La chiesa serba continua con il vecchio avaz: il Kosovo non deve essere accettato indirettamente o direttamente

L'assemblea della Chiesa ortodossa serba (KOS) ha annunciato che qualsiasi ammissione, indiretta o diretta, dell'indipendenza del Kosovo sarebbe in diretta opposizione al diritto internazionale, alla Carta delle Nazioni Unite e ad altri atti e principi. Nella sessione annuale del Parlamento KOS, si dice che una cosa del genere non è [...]
Nella sessione annuale del Parlamento KOS, si dice che tale cosa non ha il sostegno del Consiglio di sicurezza delle Nazioni Unite, né della maggior parte dei paesi del mondo, compresi i cinque paesi dell'UE.
Ciò causerebbe inevitabilmente la crescente migrazione del popolo serbo e renderebbe impossibile non solo la coesistenza pacifica di tutti, indipendentemente dal background etnico e religioso, ma anche la sopravvivenza stessa del nostro popolo nei suoi secoli - vecchie focolari. Pertanto, le soluzioni devono essere richieste esclusivamente nel rispetto dei principi che si applicano allo stesso modo a tutti nel mondo, ha annunciato l'Assemblea KOS.
Inoltre, la chiesa serba ha detto che i serbi hanno deciso di essere lavati dalle istituzioni kosovare “a seguito di decine di attacchi contro di loro e le loro case in Kosovo”, aggiungendo che il loro ritorno sarebbe stato solo quando l'Associazione della Commissione Maggiore della Serbia è stabilita.

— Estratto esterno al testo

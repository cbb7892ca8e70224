/*
 * Copyright 2007 ZXing authors
 *
 * Licensed under the Apache License, Version 2.0 (the "License");
 * you may not use this file except in compliance with the License.
 * You may obtain a copy of the License at
 *
 *      http://www.apache.org/licenses/LICENSE-2.0
 *
 * Unless required by applicable law or agreed to in writing, software
 * distributed under the License is distributed on an "AS IS" BASIS,
 * WITHOUT WARRANTIES OR CONDITIONS OF ANY KIND, either express or implied.
 * See the License for the specific language governing permissions and
 * limitations under the License.
 */

use crate::common::BitMatrix;
use crate::qrcode::detector::AlignmentPattern;
use crate::Exceptions;

/// Searches a small region around a version's predicted alignment pattern
/// center for the 1:1:1 black/white/black cross-section that marks one,
/// scanning out from the middle row so the most likely hits are seen first.
pub struct AlignmentPatternFinder<'m> {
    image: &'m BitMatrix,
    possible_centers: Vec<AlignmentPattern>,
    start_x: i32,
    start_y: i32,
    width: i32,
    height: i32,
    module_size: f32,
}

fn center_from_end(state_count: &[i32; 3], end: i32) -> f32 {
    (end - state_count[2]) as f32 - state_count[1] as f32 / 2.0
}

impl<'m> AlignmentPatternFinder<'m> {
    pub fn new(image: &'m BitMatrix, start_x: i32, start_y: i32, width: i32, height: i32, module_size: f32) -> Self {
        Self {
            image,
            possible_centers: Vec::new(),
            start_x,
            start_y,
            width,
            height,
            module_size,
        }
    }

    fn found_pattern_cross(&self, state_count: &[i32; 3]) -> bool {
        let max_variance = self.module_size / 2.0;
        for &count in state_count {
            if (self.module_size - count as f32).abs() >= max_variance {
                return false;
            }
        }
        true
    }

    fn cross_check_vertical(&self, start_i: i32, center_j: i32, max_count: i32, original_state_count_total: i32) -> f32 {
        let max_i = self.image.height() as i32;
        let mut state_count = [0i32; 3];

        let mut i = start_i;
        while i >= 0 && self.image.get(center_j as u32, i as u32) && state_count[1] <= max_count {
            state_count[1] += 1;
            i -= 1;
        }
        if i < 0 || state_count[1] > max_count {
            return f32::NAN;
        }
        while i >= 0 && !self.image.get(center_j as u32, i as u32) && state_count[0] <= max_count {
            state_count[0] += 1;
            i -= 1;
        }
        if state_count[0] > max_count {
            return f32::NAN;
        }

        let mut i = start_i + 1;
        while i < max_i && self.image.get(center_j as u32, i as u32) && state_count[1] <= max_count {
            state_count[1] += 1;
            i += 1;
        }
        if i == max_i || state_count[1] > max_count {
            return f32::NAN;
        }
        while i < max_i && !self.image.get(center_j as u32, i as u32) && state_count[2] <= max_count {
            state_count[2] += 1;
            i += 1;
        }
        if state_count[2] > max_count {
            return f32::NAN;
        }

        let state_count_total: i32 = state_count.iter().sum();
        if 5 * (state_count_total - original_state_count_total).abs() >= 2 * original_state_count_total {
            return f32::NAN;
        }

        if self.found_pattern_cross(&state_count) {
            center_from_end(&state_count, i)
        } else {
            f32::NAN
        }
    }

    fn handle_possible_center(&mut self, state_count: &[i32; 3], i: i32, j: i32) -> Option<AlignmentPattern> {
        let state_count_total: i32 = state_count.iter().sum();
        let center_j = center_from_end(state_count, j);
        let center_i = self.cross_check_vertical(i, center_j as i32, 2 * state_count[1], state_count_total);
        if center_i.is_nan() {
            return None;
        }

        let estimated_module_size = state_count_total as f32 / 3.0;
        for center in self.possible_centers.iter() {
            if center.about_equals(estimated_module_size, center_i, center_j) {
                return Some(center.combine_estimate(center_i, center_j, estimated_module_size));
            }
        }
        let new_pattern = AlignmentPattern::new(center_j, center_i, estimated_module_size);
        self.possible_centers.push(new_pattern);
        None
    }

    pub fn find(&mut self) -> Result<AlignmentPattern, Exceptions> {
        let max_j = self.start_x + self.width;
        let middle_i = self.start_y + (self.height >> 1);

        for i_gen in 0..self.height {
            let i = middle_i + if i_gen & 1 == 0 { (i_gen + 1) >> 1 } else { -((i_gen + 1) >> 1) };

            let mut state_count = [0i32; 3];
            let mut j = self.start_x;
            while j < max_j && !self.image.get(j as u32, i as u32) {
                j += 1;
            }
            let mut current_state = 0usize;
            while j < max_j {
                if self.image.get(j as u32, i as u32) {
                    if current_state == 1 {
                        state_count[current_state] += 1;
                    } else if current_state == 2 {
                        if self.found_pattern_cross(&state_count) {
                            if let Some(confirmed) = self.handle_possible_center(&state_count, i, j) {
                                return Ok(confirmed);
                            }
                        }
                        state_count[0] = state_count[2];
                        state_count[1] = 1;
                        state_count[2] = 0;
                        current_state = 1;
                    } else {
                        current_state += 1;
                        state_count[current_state] += 1;
                    }
                } else {
                    if current_state == 1 {
                        current_state += 1;
                    }
                    state_count[current_state] += 1;
                }
                j += 1;
            }
            if self.found_pattern_cross(&state_count) {
                if let Some(confirmed) = self.handle_possible_center(&state_count, i, max_j) {
                    return Ok(confirmed);
                }
            }
        }

        if let Some(&first) = self.possible_centers.first() {
            return Ok(first);
        }

        Err(Exceptions::not_found_with("could not find alignment pattern"))
    }
}

#[cfg(test)]
mod tests {
    use super::*;

    #[test]
    fn finds_alignment_pattern_cross() {
        let mut m = BitMatrix::new(60, 60).unwrap();
        for dy in -2..=2 {
            for dx in -2..=2 {
                let ring = dx.abs().max(dy.abs());
                if ring != 1 {
                    m.set((30 + dx) as u32, (30 + dy) as u32);
                }
            }
        }
        let mut finder = AlignmentPatternFinder::new(&m, 20, 20, 20, 20, 1.0);
        let pattern = finder.find().expect("should find the alignment pattern");
        assert!((pattern.point.x - 30.0).abs() < 2.0);
        assert!((pattern.point.y - 30.0).abs() < 2.0);
    }
}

È chiaro che l'obiettivo delle istituzioni kosovare è creare un Kosovo etnico albanese in cui i serbi possono difficilmente avere una vita libera e normale. In questo caso, la Chiesa condanna anche tutti gli attacchi al popolo serbo, agli oggetti santi e alla sua proprietà, in particolare agli attacchi terroristici armati ai serbi individuali, compresi i bambini, così come le liste segrete su cui i serbi - anche ex membri della polizia del Kosovo - sono arrestati e vietati. Anche l'espropriazione delle terre di proprietà serbe viene eseguita illegalmente al fine di esercitare una pressione aggiuntiva e di essere costretta a migrare l'ipox0>, dice la Chiesa ortodossa serba.
In risposta si dice che sia in una situazione molto difficile, perché i più alti funzionari albanesi non accettano nemmeno quelle garanzie che si avverano alle leggi del Kosovo.
Il nostro <x)Kisa in Kosovo e Metohija ha bisogno di una protezione internazionale molto più attiva contro il comportamento discriminatorio delle istituzioni del Kosovo con garanzie internazionali aggiunte e una supervisione efficace, al fine di prevenire tutti gli abusi possibili e di monitorare l'attuazione di leggi e decisioni giudiziarie, che non dovrebbero essere interpretate, modificate o abolite completamente arbitrariamente, e tutto a scapito della nostra chiesa di assunzione.